Yesterday I was feeling so restless I decided to take a long drive to a place I knew few people would be. After days of grayness and rain, the sky was clear and bright—an irresistible invitation to visit the spring hills before they turn dun and dry.

As I approached the Lucas Valley Road exit, however, I saw that cumulous clouds were piled up directly over the route I intended to take, casting a dark shadow over the landscape. So much for dazzling green vistas. Seeing a deer on the first slope cheered me a little.

Lucas Valley Road winds through a valley between high rolling hills, though they’re mostly hidden by the woods that shoulder the road. A creek runs companionably alongside for as long as the road remains level.

Soon I began glimpsing patches of brightening green through the trees as the road began to ascend. At its highest point, I passed two lookouts and got out of my car, briefly, at a third one, having outstripped the clouds—and felt myself enfolded in the verdant world around me.

Once I was underway again, the twisting road descended in hairpin turns, and at the bottom, I drove through the twilight of an ancient redwood forest, wisps of sunlight filtering between the massive trunks and striping the black macadam with occasional bars of brightness.

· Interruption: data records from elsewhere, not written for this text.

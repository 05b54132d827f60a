//! Fetch policy configuration types

use std::time::Duration;

use serde::{Deserialize, Serialize};
use vss_application::FetchPolicy;
use vss_domain::constants::{
    FETCH_BACKOFF_BASE_MS, FETCH_DEFAULT_CONCURRENCY, FETCH_MAX_ATTEMPTS,
    FETCH_MAX_RECOMMENDED_CONCURRENCY, FETCH_MIN_RECOMMENDED_CONCURRENCY, IMAGE_TARGET_SIZE,
};

/// Fetch configuration
#[derive(Debug, Clone, PartialEq, Eq, Serialize, Deserialize)]
#[serde(default)]
pub struct FetchConfig {
    /// Maximum in-flight fetches per request
    pub concurrency: usize,

    /// Attempt ceiling per object, first try included
    pub max_attempts: u32,

    /// Base backoff delay in milliseconds
    pub backoff_base_ms: u64,

    /// Randomize backoff delays; turn off for reproducible runs
    pub jitter: bool,

    /// Side length images are resized to before embedding
    pub target_size: u32,
}

impl Default for FetchConfig {
    fn default() -> Self {
        Self {
            concurrency: FETCH_DEFAULT_CONCURRENCY,
            max_attempts: FETCH_MAX_ATTEMPTS,
            backoff_base_ms: FETCH_BACKOFF_BASE_MS,
            jitter: true,
            target_size: IMAGE_TARGET_SIZE,
        }
    }
}

impl FetchConfig {
    /// Whether the pool width lies in the range that suits object-store I/O
    ///
    /// Narrower pools leave fetch latency on the table; wider ones tend to
    /// trip store throttling. Outside the range is allowed, only flagged.
    pub fn has_recommended_concurrency(&self) -> bool {
        (FETCH_MIN_RECOMMENDED_CONCURRENCY..=FETCH_MAX_RECOMMENDED_CONCURRENCY)
            .contains(&self.concurrency)
    }

    /// The fetcher policy for these settings
    pub fn to_policy(&self) -> FetchPolicy {
        FetchPolicy {
            concurrency: self.concurrency,
            max_attempts: self.max_attempts,
            backoff_base: Duration::from_millis(self.backoff_base_ms),
            jitter: self.jitter,
            target_size: self.target_size,
        }
    }
}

On the far side, I eventually came upon the town of Nicasio, with its one-room schoolhouse, single church, and a tiny roadside market where I used to buy Cherry Garcia yogurt bars when they’d disappeared from the rest of creation. (Actually, if I’m being honest, there’s a bigger school beyond the quaint one.) 

A few miles later, I reached the Nicasio Reservoir, one of my favorite scenic spots on the way to the ocean. (I’m always thrilled to see water in any landscape, perhaps because I grew up in Minnesota, land of 10,000 lakes.) Today I wouldn’t be driving on, though—through Inverness and Point Reyes Station and past my dune—to Drake’s Beach, because the access road would be closed.

Instead, when I reached the steep wind-swept hillside with the dark green striated canopy, I turned back, heading for home, a two-and-a-half-hour round trip.

Because I didn’t take any pictures, I’ve decided to create a little montage of snapshots from past years, when Earl and I made the drive in his MGB.

 

The vistas are varied because the reservoir is as serpentine as a two-headed dragon. I know because I looked at it on a map.

Like much of California, the hills are green for only the briefest of seasons. This is a side road we explored on one of our outings.

Here the hills are already starting to turn brown.

Seeing the reservoir on the way home is part of the magic.